__Task requirements__
Show every line of the data below that includes the word "PieceSlot".
:: Exercise material
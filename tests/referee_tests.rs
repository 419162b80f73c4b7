//! Referee integration tests: setup, forfeits, wins, the ply cap and
//! complete games between the built-in agents.

use rust_santorini::agents::{Agent, ClimbHighest, Defensive, RandomValidated, UniformRandom};
use rust_santorini::core::{
    Coord, Decision, Direction, GameBoard, GameRng, Move, Phase, PieceId, PieceSlot, PlayerId,
    PlyRecord, MAX_HEIGHT,
};
use rust_santorini::referee::{
    ForfeitReason, GameObserver, GameOutcome, GamePhase, Referee, RefereeConfig, Victory,
};
use rust_santorini::rules::EgocentricView;
use rust_santorini::search::{NegamaxPlayer, SearchConfig};

/// Replays a fixed list of decisions, then gives up.
struct Scripted(Vec<Decision>);

impl Agent for Scripted {
    fn name(&self) -> &str {
        "scripted"
    }

    fn decide(&mut self, _view: &EgocentricView, _phase: Phase) -> Decision {
        if self.0.is_empty() {
            Decision::NoLegalMove
        } else {
            self.0.remove(0)
        }
    }
}

#[derive(Default)]
struct Recorder {
    setups: usize,
    plies: Vec<PlyRecord>,
    outcomes: Vec<GameOutcome>,
}

impl GameObserver for Recorder {
    fn on_setup(&mut self, _board: &GameBoard) {
        self.setups += 1;
    }

    fn on_ply(&mut self, _board: &GameBoard, record: &PlyRecord) {
        self.plies.push(*record);
    }

    fn on_game_over(&mut self, _board: &GameBoard, outcome: &GameOutcome) {
        self.outcomes.push(*outcome);
    }
}

fn forfeit(winner: PlayerId, reason: ForfeitReason) -> GameOutcome {
    GameOutcome::Winner {
        winner,
        victory: Victory::Forfeit(reason),
    }
}

fn check_game(referee: &Referee, outcome: GameOutcome) {
    assert_eq!(referee.outcome(), Some(outcome));
    assert!(referee.board().validate().is_ok());
    assert!(Coord::all().all(|at| referee.board().height(at) <= MAX_HEIGHT));

    for (i, record) in referee.history().iter().enumerate() {
        assert_eq!(record.ply, i as u32);
        let expected = if i % 2 == 0 { PlayerId::FIRST } else { PlayerId::SECOND };
        assert_eq!(record.player, expected);
        let last = i + 1 == referee.history().len();
        let climbed = matches!(outcome, GameOutcome::Winner { victory: Victory::Climbed, .. });
        assert_eq!(record.won, last && climbed);
    }
}

// =============================================================================
// Setup
// =============================================================================

#[test]
fn test_setup_collision_forfeits() {
    let mut referee = Referee::new(RefereeConfig::default());
    let mut first = Scripted(vec![
        Decision::Place(Coord::new(2, 2)),
        Decision::Place(Coord::new(2, 1)),
    ]);
    let mut second = Scripted(vec![Decision::Place(Coord::new(2, 2))]);

    let outcome = referee.play(&mut first, &mut second);
    assert_eq!(
        outcome,
        forfeit(PlayerId::FIRST, ForfeitReason::InvalidPlacement(Coord::new(2, 2)))
    );
    assert_eq!(referee.plies(), 0);
}

#[test]
fn test_setup_off_board_forfeits() {
    let mut referee = Referee::new(RefereeConfig::default());
    let mut first = Scripted(vec![Decision::Place(Coord::new(5, 0))]);
    let mut second = Scripted(Vec::new());

    let outcome = referee.play(&mut first, &mut second);
    assert_eq!(
        outcome,
        forfeit(PlayerId::SECOND, ForfeitReason::InvalidPlacement(Coord::new(5, 0)))
    );
}

// =============================================================================
// Play
// =============================================================================

#[test]
fn test_from_position_rejects_bad_board() {
    let board = GameBoard::from_rows(["00000"; 5], ["a...y", ".....", ".....", ".....", "....z"]).unwrap();
    assert!(Referee::from_position(board, PlayerId::FIRST, RefereeConfig::default()).is_err());
}

#[test]
fn test_boxed_in_player_forfeits() {
    let board = GameBoard::from_rows(
        ["02020", "22022", "00000", "00000", "00000"],
        ["a...b", ".....", ".....", ".....", "y...z"],
    )
    .unwrap();
    let mut referee = Referee::from_position(board, PlayerId::FIRST, RefereeConfig::default()).unwrap();

    // Never consulted: the referee sees there is nothing legal first.
    let mut first = Scripted(vec![Decision::Place(Coord::CENTER)]);
    let mut second = ClimbHighest::new(GameRng::new(0));

    let outcome = referee.play(&mut first, &mut second);
    assert_eq!(outcome, forfeit(PlayerId::SECOND, ForfeitReason::NoLegalMove));
    assert!(referee.history().is_empty());
}

#[test]
fn test_climb_wins_without_building() {
    let board = GameBoard::from_rows(
        ["00000", "00000", "00000", "00023", "00000"],
        ["b...z", ".....", ".....", "...a.", "y...."],
    )
    .unwrap();
    let heights_before = *board.heights();
    let mut referee = Referee::from_position(board, PlayerId::FIRST, RefereeConfig::default()).unwrap();

    let mut first = ClimbHighest::new(GameRng::new(0));
    let mut second = ClimbHighest::new(GameRng::new(1));
    let outcome = referee.play(&mut first, &mut second);

    assert_eq!(
        outcome,
        GameOutcome::Winner {
            winner: PlayerId::FIRST,
            victory: Victory::Climbed,
        }
    );
    assert_eq!(
        referee.board().occupant(Coord::new(4, 3)),
        Some(PieceId::new(PlayerId::FIRST, PieceSlot::First))
    );
    assert_eq!(referee.board().heights(), &heights_before);
    assert_eq!(referee.history().len(), 1);
    assert!(referee.history()[0].won);
    check_game(&referee, outcome);
}

#[test]
fn test_illegal_move_forfeits_and_leaves_board() {
    let board = GameBoard::from_rows(["00000"; 5], ["a...b", ".....", ".....", ".....", "y...z"]).unwrap();
    let before = board.clone();
    let mut referee = Referee::from_position(board, PlayerId::FIRST, RefereeConfig::default()).unwrap();

    let off_board = Move::new(PieceSlot::First, Direction::new(-1, 0), Direction::new(1, 0));
    let mut first = Scripted(vec![Decision::Play(off_board)]);
    let mut second = Scripted(Vec::new());

    let outcome = referee.play(&mut first, &mut second);
    assert!(matches!(
        outcome,
        GameOutcome::Winner {
            winner: PlayerId::SECOND,
            victory: Victory::Forfeit(ForfeitReason::IllegalMove(_)),
        }
    ));
    assert_eq!(referee.board(), &before);
}

#[test]
fn test_bad_build_forfeits_and_leaves_board() {
    let board = GameBoard::from_rows(["00000"; 5], ["a...b", ".....", ".....", ".....", "y...z"]).unwrap();
    let before = board.clone();
    let mut referee = Referee::from_position(board, PlayerId::FIRST, RefereeConfig::default()).unwrap();

    // The step to (0, 1) is fine, the build at (-1, 1) is not.
    let bad_build = Move::new(PieceSlot::First, Direction::new(0, 1), Direction::new(-1, 0));
    let mut first = Scripted(vec![Decision::Play(bad_build)]);
    let mut second = Scripted(Vec::new());

    let outcome = referee.play(&mut first, &mut second);
    assert!(matches!(
        outcome,
        GameOutcome::Winner {
            winner: PlayerId::SECOND,
            victory: Victory::Forfeit(ForfeitReason::IllegalMove(_)),
        }
    ));
    assert_eq!(referee.board(), &before);
}

#[test]
fn test_agent_giving_up_forfeits() {
    let board = GameBoard::from_rows(["00000"; 5], ["a...b", ".....", ".....", ".....", "y...z"]).unwrap();
    let mut referee = Referee::from_position(board, PlayerId::SECOND, RefereeConfig::default()).unwrap();

    let mut first = ClimbHighest::new(GameRng::new(0));
    let mut second = Scripted(Vec::new());

    let outcome = referee.play(&mut first, &mut second);
    assert_eq!(outcome, forfeit(PlayerId::FIRST, ForfeitReason::NoLegalMove));
}

#[test]
fn test_ply_cap_aborts() {
    // Nothing can reach height 3 within two plies on a flat board.
    let board = GameBoard::from_rows(["00000"; 5], ["a...b", ".....", ".....", ".....", "y...z"]).unwrap();
    let config = RefereeConfig::default().with_max_plies(2);
    let mut referee = Referee::from_position(board, PlayerId::FIRST, config).unwrap();

    let mut first = ClimbHighest::new(GameRng::new(0));
    let mut second = ClimbHighest::new(GameRng::new(1));
    let outcome = referee.play(&mut first, &mut second);

    assert_eq!(outcome, GameOutcome::Aborted { plies: 2 });
    assert_eq!(outcome.winner(), None);
    check_game(&referee, outcome);
}

// =============================================================================
// Complete Games
// =============================================================================

#[test]
fn test_observer_sees_every_ply() {
    let mut referee = Referee::new(RefereeConfig::default().with_max_plies(60));
    let mut first = ClimbHighest::new(GameRng::new(1));
    let mut second = Defensive::new(GameRng::new(2));
    let mut recorder = Recorder::default();

    let outcome = referee.play_observed(&mut first, &mut second, &mut recorder);

    assert_eq!(recorder.setups, 1);
    assert_eq!(recorder.plies.as_slice(), referee.history());
    assert_eq!(recorder.outcomes, vec![outcome]);
    assert!(matches!(referee.phase(), GamePhase::Over(_)));
}

#[test]
fn test_heuristic_games_finish_cleanly() {
    for seed in 0..12 {
        let mut referee = Referee::new(RefereeConfig::default().with_max_plies(200));
        let mut first = Defensive::new(GameRng::new(seed));
        let mut second = ClimbHighest::new(GameRng::new(seed + 100));

        let outcome = referee.play(&mut first, &mut second);
        // Both agents only return legal turns.
        assert!(
            !matches!(
                outcome,
                GameOutcome::Winner {
                    victory: Victory::Forfeit(ForfeitReason::IllegalMove(_) | ForfeitReason::UnexpectedDecision),
                    ..
                }
            ),
            "seed {seed}: {outcome}"
        );
        check_game(&referee, outcome);
    }
}

#[test]
fn test_random_games_are_reproducible() {
    let run = |seed: u64| {
        let mut referee = Referee::new(RefereeConfig::default().with_max_plies(200));
        let mut first = RandomValidated::new(GameRng::new(seed));
        let mut second = RandomValidated::new(GameRng::new(seed + 1));
        let outcome = referee.play(&mut first, &mut second);
        (outcome, referee.history().to_vec(), referee.board().clone())
    };

    for seed in [3, 17] {
        assert_eq!(run(seed), run(seed));
    }
}

#[test]
fn test_uniform_random_eventually_forfeits_or_finishes() {
    let mut referee = Referee::new(RefereeConfig::default().with_max_plies(200));
    let mut first = UniformRandom::new(GameRng::new(5));
    let mut second = RandomValidated::new(GameRng::new(6));

    let outcome = referee.play(&mut first, &mut second);
    check_game(&referee, outcome);
}

#[test]
fn test_negamax_only_plays_legal_turns() {
    for seed in 0..3 {
        let mut referee = Referee::new(RefereeConfig::default().with_max_plies(200));
        let mut first = NegamaxPlayer::new(SearchConfig::default().with_depth(2), GameRng::new(seed));
        let mut second = RandomValidated::new(GameRng::new(seed + 50));

        let outcome = referee.play(&mut first, &mut second);
        check_game(&referee, outcome);
        assert!(
            !matches!(
                outcome,
                GameOutcome::Winner {
                    winner: PlayerId::SECOND,
                    victory: Victory::Forfeit(
                        ForfeitReason::IllegalMove(_)
                            | ForfeitReason::PieceNotFound(_)
                            | ForfeitReason::UnexpectedDecision
                    ),
                }
            ),
            "seed {seed}: {outcome}"
        );
    }
}

#[test]
fn test_history_serializes() {
    let record = PlyRecord {
        player: PlayerId::SECOND,
        mv: Move::new(PieceSlot::Second, Direction::new(0, 1), Direction::new(-1, 0)),
        ply: 7,
        won: false,
    };
    let json = serde_json::to_string(&record).unwrap();
    assert_eq!(serde_json::from_str::<PlyRecord>(&json).unwrap(), record);

    let outcome = forfeit(PlayerId::FIRST, ForfeitReason::InvalidPlacement(Coord::new(5, 0)));
    let json = serde_json::to_string(&outcome).unwrap();
    assert_eq!(serde_json::from_str::<GameOutcome>(&json).unwrap(), outcome);
}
::::
__Answer space__
    Coord, Decision, Direction, GameBoard, GameRng, Move, Phase, PieceId, PieceSlot, PlayerId,
        Some(PieceId::new(PlayerId::FIRST, PieceSlot::First))
    let off_board = Move::new(PieceSlot::First, Direction::new(-1, 0), Direction::new(1, 0));
    let bad_build = Move::new(PieceSlot::First, Direction::new(0, 1), Direction::new(-1, 0));
        mv: Move::new(PieceSlot::Second, Direction::new(0, 1), Direction::new(-1, 0)),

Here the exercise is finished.